Plan: 2 to add, 0 to change, 0 to destroy.

Do you want to perform these actions? Terraform will perform the actions described above. Only 'yes' will be accepted to approve.

Enter a value: yes

aws_iam_user.test_client: Creating... aws_iam_user.test_client: Creation complete after 1s [id=alice] aws_iam_access_key.test_client: Creating... aws_iam_access_key.test_client: Creation complete after 1s [id=AKIA6MFJDG3VVFMKP4EF]

Even cooler, when Terraform sees this reference, it will flag it as a dependency. When we run apply, resources will be created in the required order, and in parallel where possible. Here Terraform figured out it was just a literal which is why "alice" was included in the plan for the access key.

So we could have used the literal "alice" ourselves, but then we would be repeating ourselves---which is never good.
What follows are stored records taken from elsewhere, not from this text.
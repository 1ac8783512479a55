//! # Read-Only HTTP + WebSocket API
//!
//! Builds the axum router that exposes the session's read model. All
//! endpoints share application state through axum's `State` extractor and
//! none of them mutate anything — the presentation boundary is strictly
//! one-way.
//!
//! ## Endpoints
//!
//! | Method | Path            | Description                              |
//! |--------|-----------------|------------------------------------------|
//! | GET    | `/health`       | Liveness probe                           |
//! | GET    | `/status`       | Session status, error, height, uptime    |
//! | GET    | `/head-changes` | Recent head changes, most recent first   |
//! | GET    | `/ws`           | WebSocket stream of live head changes    |

use axum::{
    extract::{
        ws::{Message, WebSocket, WebSocketUpgrade},
        State,
    },
    http::{Method, StatusCode},
    response::IntoResponse,
    routing::get,
    Json, Router,
};
use chrono::{DateTime, Utc};
use serde::{Deserialize, Serialize};
use std::sync::Arc;
use tokio::sync::broadcast;
use tower_http::cors::{Any, CorsLayer};
use tower_http::trace::TraceLayer;

use headlight_client::{ClientSession, HeadChangeRecord, Network, Status};

use crate::metrics::SharedMetrics;

// ---------------------------------------------------------------------------
// Application State
// ---------------------------------------------------------------------------

/// Shared application state available to all request handlers.
///
/// Cheap to clone — everything behind `Arc`.
#[derive(Clone)]
pub struct AppState {
    /// The monitor's reported version string.
    pub version: String,
    /// Network the session was configured for.
    pub network: Network,
    /// When this monitor process started, for the uptime field.
    pub started_at: DateTime<Utc>,
    /// The one client session this monitor owns. Handlers only ever call
    /// read methods on it.
    pub session: Arc<ClientSession>,
    /// Prometheus metrics for in-handler recording.
    pub metrics: SharedMetrics,
}

// ---------------------------------------------------------------------------
// Router Construction
// ---------------------------------------------------------------------------

/// Builds the full axum [`Router`] with all API routes, CORS, and tracing.
pub fn create_router(state: AppState) -> Router {
    let cors = CorsLayer::new()
        .allow_origin(Any)
        .allow_methods([Method::GET, Method::OPTIONS])
        .allow_headers(Any);

    Router::new()
        .route("/health", get(health_handler))
        .route("/status", get(status_handler))
        .route("/head-changes", get(head_changes_handler))
        .route("/ws", get(ws_handler))
        .layer(cors)
        .layer(TraceLayer::new_for_http())
        .with_state(state)
}

// ---------------------------------------------------------------------------
// Response Types
// ---------------------------------------------------------------------------

/// Response payload for `GET /status`.
#[derive(Debug, Serialize, Deserialize)]
pub struct StatusResponse {
    /// Monitor software version.
    pub version: String,
    /// Network identifier the session targets.
    pub network: Network,
    /// Session lifecycle status.
    pub status: Status,
    /// Initialization/subscription failure message, if any.
    #[serde(skip_serializing_if = "Option::is_none")]
    pub error_message: Option<String>,
    /// Last polled block height.
    #[serde(skip_serializing_if = "Option::is_none")]
    pub block_height: Option<u64>,
    /// Number of head changes currently in the bounded log.
    pub recent_head_changes: usize,
    /// Seconds since the monitor process started.
    pub uptime_secs: i64,
    /// ISO-8601 timestamp of the response.
    pub timestamp: String,
}

// ---------------------------------------------------------------------------
// Handlers
// ---------------------------------------------------------------------------

/// `GET /health` — returns 200 if the monitor is alive.
///
/// Liveness only; whether the engine is connected belongs in `/status`.
async fn health_handler() -> impl IntoResponse {
    (StatusCode::OK, Json(serde_json::json!({ "status": "ok" })))
}

/// `GET /status` — session status summary.
async fn status_handler(State(state): State<AppState>) -> impl IntoResponse {
    let view = state.session.snapshot();
    state.metrics.observe_view(&view);

    let resp = StatusResponse {
        version: state.version.clone(),
        network: state.network,
        status: view.status,
        error_message: view.error_message,
        block_height: view.current_height,
        recent_head_changes: view.head_changes.len(),
        uptime_secs: (Utc::now() - state.started_at).num_seconds(),
        timestamp: Utc::now().to_rfc3339(),
    };
    Json(resp)
}

/// `GET /head-changes` — the bounded recent head-change log, most recent
/// first.
async fn head_changes_handler(State(state): State<AppState>) -> impl IntoResponse {
    let records: Vec<HeadChangeRecord> = state.session.snapshot().head_changes;
    Json(records)
}

/// `GET /ws` — WebSocket upgrade for live head-change streaming.
///
/// Clients receive one JSON-encoded [`HeadChangeRecord`] per message. The
/// connection is push-only; client messages are ignored.
async fn ws_handler(ws: WebSocketUpgrade, State(state): State<AppState>) -> impl IntoResponse {
    ws.on_upgrade(move |socket| handle_ws_connection(socket, state))
}

/// Drives a single WebSocket connection, forwarding the session's live
/// feed until the client disconnects or the feed closes.
async fn handle_ws_connection(mut socket: WebSocket, state: AppState) {
    let mut rx = state.session.subscribe_events();

    loop {
        tokio::select! {
            record = rx.recv() => {
                match record {
                    Ok(record) => {
                        let payload = match serde_json::to_string(&record) {
                            Ok(s) => s,
                            Err(e) => {
                                tracing::warn!("failed to serialize head change: {}", e);
                                continue;
                            }
                        };
                        if socket.send(Message::Text(payload.into())).await.is_err() {
                            // Client disconnected.
                            break;
                        }
                    }
                    Err(broadcast::error::RecvError::Lagged(n)) => {
                        tracing::warn!("ws subscriber lagged by {} head changes", n);
                    }
                    Err(broadcast::error::RecvError::Closed) => {
                        break;
                    }
                }
            }
            msg = socket.recv() => {
                match msg {
                    Some(Ok(_)) => {
                        // Push-only channel; inbound messages are ignored.
                    }
                    _ => break, // Disconnected or error.
                }
            }
        }
    }
}

// ---------------------------------------------------------------------------
// Tests
// ---------------------------------------------------------------------------

#[cfg(test)]
mod tests {
    use super::*;
    use axum::body::Body;
    use axum::http::Request;
    use headlight_client::sim::SimulatedEngine;
    use headlight_client::{ClientConfiguration, EngineConnector};
    use http_body_util::BodyExt;
    use std::time::Duration;
    use tower::ServiceExt;

    fn fast_config() -> ClientConfiguration {
        ClientConfiguration::new()
            .network(Network::DevAlbatross)
            .poll_interval(Duration::from_millis(10))
            .build()
    }

    fn test_app_state(connector: Arc<dyn EngineConnector>) -> AppState {
        let session = Arc::new(ClientSession::new(connector, fast_config()));
        AppState {
            version: "0.1.0-test".into(),
            network: Network::DevAlbatross,
            started_at: Utc::now(),
            session,
            metrics: Arc::new(crate::metrics::MonitorMetrics::new()),
        }
    }

    /// Sends a GET request and returns (status, body_bytes).
    async fn get(router: &Router, path: &str) -> (StatusCode, Vec<u8>) {
        let req = Request::builder().uri(path).body(Body::empty()).unwrap();
        let resp = router.clone().oneshot(req).await.unwrap();
        let status = resp.status();
        let body = resp
            .into_body()
            .collect()
            .await
            .unwrap()
            .to_bytes()
            .to_vec();
        (status, body)
    }

    #[tokio::test]
    async fn health_endpoint_returns_ok() {
        let state = test_app_state(Arc::new(SimulatedEngine::new()));
        let router = create_router(state);
        let (status, body) = get(&router, "/health").await;

        assert_eq!(status, StatusCode::OK);
        let json: serde_json::Value = serde_json::from_slice(&body).unwrap();
        assert_eq!(json["status"], "ok");
    }

    #[tokio::test]
    async fn status_endpoint_reports_a_fresh_session() {
        let state = test_app_state(Arc::new(SimulatedEngine::new()));
        let router = create_router(state);
        let (status, body) = get(&router, "/status").await;

        assert_eq!(status, StatusCode::OK);
        let resp: StatusResponse = serde_json::from_slice(&body).unwrap();
        assert_eq!(resp.status, Status::Initializing);
        assert!(resp.error_message.is_none());
        assert!(resp.block_height.is_none());
        assert_eq!(resp.network, Network::DevAlbatross);
    }

    #[tokio::test]
    async fn status_endpoint_reports_connected_session_with_height() {
        let state = test_app_state(Arc::new(SimulatedEngine::with_tick(
            Duration::from_millis(5),
        )));
        state.session.start().await.unwrap();
        state.session.subscribe_head_changes().await.unwrap();
        state.session.spawn_height_poller().await;
        tokio::time::sleep(Duration::from_millis(40)).await;

        let router = create_router(state.clone());
        let (status, body) = get(&router, "/status").await;

        assert_eq!(status, StatusCode::OK);
        let resp: StatusResponse = serde_json::from_slice(&body).unwrap();
        assert_eq!(resp.status, Status::Connected);
        assert!(resp.block_height.is_some());
        assert!(resp.recent_head_changes > 0);
        // The handler also syncs the gauges.
        assert_eq!(state.metrics.engine_connected.get(), 1);

        state.session.stop().await;
    }

    #[tokio::test]
    async fn status_endpoint_surfaces_the_error_slot() {
        let state = test_app_state(Arc::new(SimulatedEngine::failing("network unreachable")));
        state.session.start().await.expect_err("connect fails");

        let router = create_router(state);
        let (status, body) = get(&router, "/status").await;

        assert_eq!(status, StatusCode::OK);
        let resp: StatusResponse = serde_json::from_slice(&body).unwrap();
        assert_eq!(resp.status, Status::Error);
        assert_eq!(resp.error_message.as_deref(), Some("network unreachable"));
    }

    #[tokio::test]
    async fn head_changes_endpoint_is_empty_before_any_event() {
        let state = test_app_state(Arc::new(SimulatedEngine::new()));
        let router = create_router(state);
        let (status, body) = get(&router, "/head-changes").await;

        assert_eq!(status, StatusCode::OK);
        let records: Vec<HeadChangeRecord> = serde_json::from_slice(&body).unwrap();
        assert!(records.is_empty());
    }

    #[tokio::test]
    async fn head_changes_endpoint_returns_bounded_most_recent_first() {
        let state = test_app_state(Arc::new(SimulatedEngine::with_tick(
            Duration::from_millis(3),
        )));
        state.session.start().await.unwrap();
        state.session.subscribe_head_changes().await.unwrap();
        tokio::time::sleep(Duration::from_millis(60)).await;
        state.session.stop().await;

        let router = create_router(state);
        let (status, body) = get(&router, "/head-changes").await;

        assert_eq!(status, StatusCode::OK);
        let records: Vec<HeadChangeRecord> = serde_json::from_slice(&body).unwrap();
        assert!(!records.is_empty());
        assert!(records.len() <= 10);
        for pair in records.windows(2) {
            assert!(pair[0].observed_at >= pair[1].observed_at);
        }
    }
}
But professional standards aside, you don't always know the value of the property before it is created. Remember all the attributes in the output labeled (known after apply)? Imagine, for instance, we needed the ARN rather than the name.

What are the ARNS for the resources we've made anyway? Well, after apply, you can see all current values with terraform show.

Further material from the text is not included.